What is being asked:
Determine how many lines in the listing below include "push", and answer with only that number.

********

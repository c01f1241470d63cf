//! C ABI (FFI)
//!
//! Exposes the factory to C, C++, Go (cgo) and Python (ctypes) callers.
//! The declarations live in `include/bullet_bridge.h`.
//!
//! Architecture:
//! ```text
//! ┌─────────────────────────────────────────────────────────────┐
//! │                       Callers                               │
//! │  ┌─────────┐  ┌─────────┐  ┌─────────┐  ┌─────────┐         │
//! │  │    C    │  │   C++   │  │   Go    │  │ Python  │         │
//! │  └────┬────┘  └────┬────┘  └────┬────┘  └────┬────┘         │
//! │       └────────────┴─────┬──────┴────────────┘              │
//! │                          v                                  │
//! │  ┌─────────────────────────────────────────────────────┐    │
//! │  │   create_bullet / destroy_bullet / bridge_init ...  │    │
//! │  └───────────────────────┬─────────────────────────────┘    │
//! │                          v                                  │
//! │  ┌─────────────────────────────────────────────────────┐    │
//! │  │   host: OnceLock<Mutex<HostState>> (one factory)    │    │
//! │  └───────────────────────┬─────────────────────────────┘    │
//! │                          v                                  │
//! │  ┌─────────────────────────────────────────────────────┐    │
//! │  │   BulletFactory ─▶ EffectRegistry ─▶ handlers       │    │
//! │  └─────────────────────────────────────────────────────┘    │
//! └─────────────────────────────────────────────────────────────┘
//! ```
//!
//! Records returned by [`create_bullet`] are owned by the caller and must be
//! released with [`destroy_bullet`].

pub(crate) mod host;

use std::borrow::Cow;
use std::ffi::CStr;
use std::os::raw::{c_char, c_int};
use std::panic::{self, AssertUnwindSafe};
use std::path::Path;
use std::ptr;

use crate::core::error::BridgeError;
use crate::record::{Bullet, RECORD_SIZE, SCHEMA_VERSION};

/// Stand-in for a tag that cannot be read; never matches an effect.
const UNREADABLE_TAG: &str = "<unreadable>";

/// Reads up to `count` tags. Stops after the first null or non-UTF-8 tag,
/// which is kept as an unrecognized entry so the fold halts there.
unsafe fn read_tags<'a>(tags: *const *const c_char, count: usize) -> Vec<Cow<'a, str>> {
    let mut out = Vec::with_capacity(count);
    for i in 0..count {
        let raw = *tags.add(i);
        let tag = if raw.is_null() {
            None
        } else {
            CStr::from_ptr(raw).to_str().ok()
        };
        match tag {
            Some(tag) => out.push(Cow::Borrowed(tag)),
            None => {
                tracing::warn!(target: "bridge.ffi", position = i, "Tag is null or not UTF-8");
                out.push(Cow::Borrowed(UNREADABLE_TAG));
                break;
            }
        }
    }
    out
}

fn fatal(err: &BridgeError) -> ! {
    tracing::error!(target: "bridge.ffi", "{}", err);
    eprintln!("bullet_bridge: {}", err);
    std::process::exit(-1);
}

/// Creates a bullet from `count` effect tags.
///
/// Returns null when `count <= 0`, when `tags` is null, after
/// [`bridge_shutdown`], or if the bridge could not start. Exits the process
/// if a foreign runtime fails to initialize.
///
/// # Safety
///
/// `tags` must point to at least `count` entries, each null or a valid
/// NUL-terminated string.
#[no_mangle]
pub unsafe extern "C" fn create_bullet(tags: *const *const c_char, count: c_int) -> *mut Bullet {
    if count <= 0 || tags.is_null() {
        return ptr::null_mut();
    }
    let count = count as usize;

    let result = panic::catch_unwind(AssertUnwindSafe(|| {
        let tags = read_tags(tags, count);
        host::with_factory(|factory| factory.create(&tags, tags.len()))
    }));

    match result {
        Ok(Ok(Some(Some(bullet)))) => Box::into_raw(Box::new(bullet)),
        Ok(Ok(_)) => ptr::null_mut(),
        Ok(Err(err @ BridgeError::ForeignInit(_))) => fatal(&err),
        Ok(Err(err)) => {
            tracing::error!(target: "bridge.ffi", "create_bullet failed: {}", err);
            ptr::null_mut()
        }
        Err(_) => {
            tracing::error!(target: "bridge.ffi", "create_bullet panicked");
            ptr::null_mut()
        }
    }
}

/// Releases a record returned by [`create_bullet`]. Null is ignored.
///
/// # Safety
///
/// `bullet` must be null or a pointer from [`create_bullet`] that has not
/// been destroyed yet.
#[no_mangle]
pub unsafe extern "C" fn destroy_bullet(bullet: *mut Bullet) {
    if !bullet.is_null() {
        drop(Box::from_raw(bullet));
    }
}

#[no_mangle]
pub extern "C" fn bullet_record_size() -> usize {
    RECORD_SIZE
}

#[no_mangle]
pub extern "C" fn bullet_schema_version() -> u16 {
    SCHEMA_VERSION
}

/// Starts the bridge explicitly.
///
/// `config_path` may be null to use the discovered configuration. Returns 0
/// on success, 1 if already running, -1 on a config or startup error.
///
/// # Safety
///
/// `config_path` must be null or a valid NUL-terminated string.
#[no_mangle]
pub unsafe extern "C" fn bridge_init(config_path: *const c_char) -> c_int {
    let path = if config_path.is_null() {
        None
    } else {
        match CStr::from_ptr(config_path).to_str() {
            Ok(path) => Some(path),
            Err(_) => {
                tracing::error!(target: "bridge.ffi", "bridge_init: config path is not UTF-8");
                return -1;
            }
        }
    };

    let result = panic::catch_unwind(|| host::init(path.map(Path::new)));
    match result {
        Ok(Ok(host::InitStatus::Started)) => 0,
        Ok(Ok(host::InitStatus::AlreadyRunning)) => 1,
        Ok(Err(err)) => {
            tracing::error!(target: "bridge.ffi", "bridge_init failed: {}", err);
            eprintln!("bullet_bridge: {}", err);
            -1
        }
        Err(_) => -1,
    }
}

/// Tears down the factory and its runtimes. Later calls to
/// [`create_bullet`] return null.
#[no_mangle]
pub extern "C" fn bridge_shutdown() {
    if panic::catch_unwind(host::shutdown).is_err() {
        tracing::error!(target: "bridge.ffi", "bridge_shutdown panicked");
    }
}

********

Exercise result:
2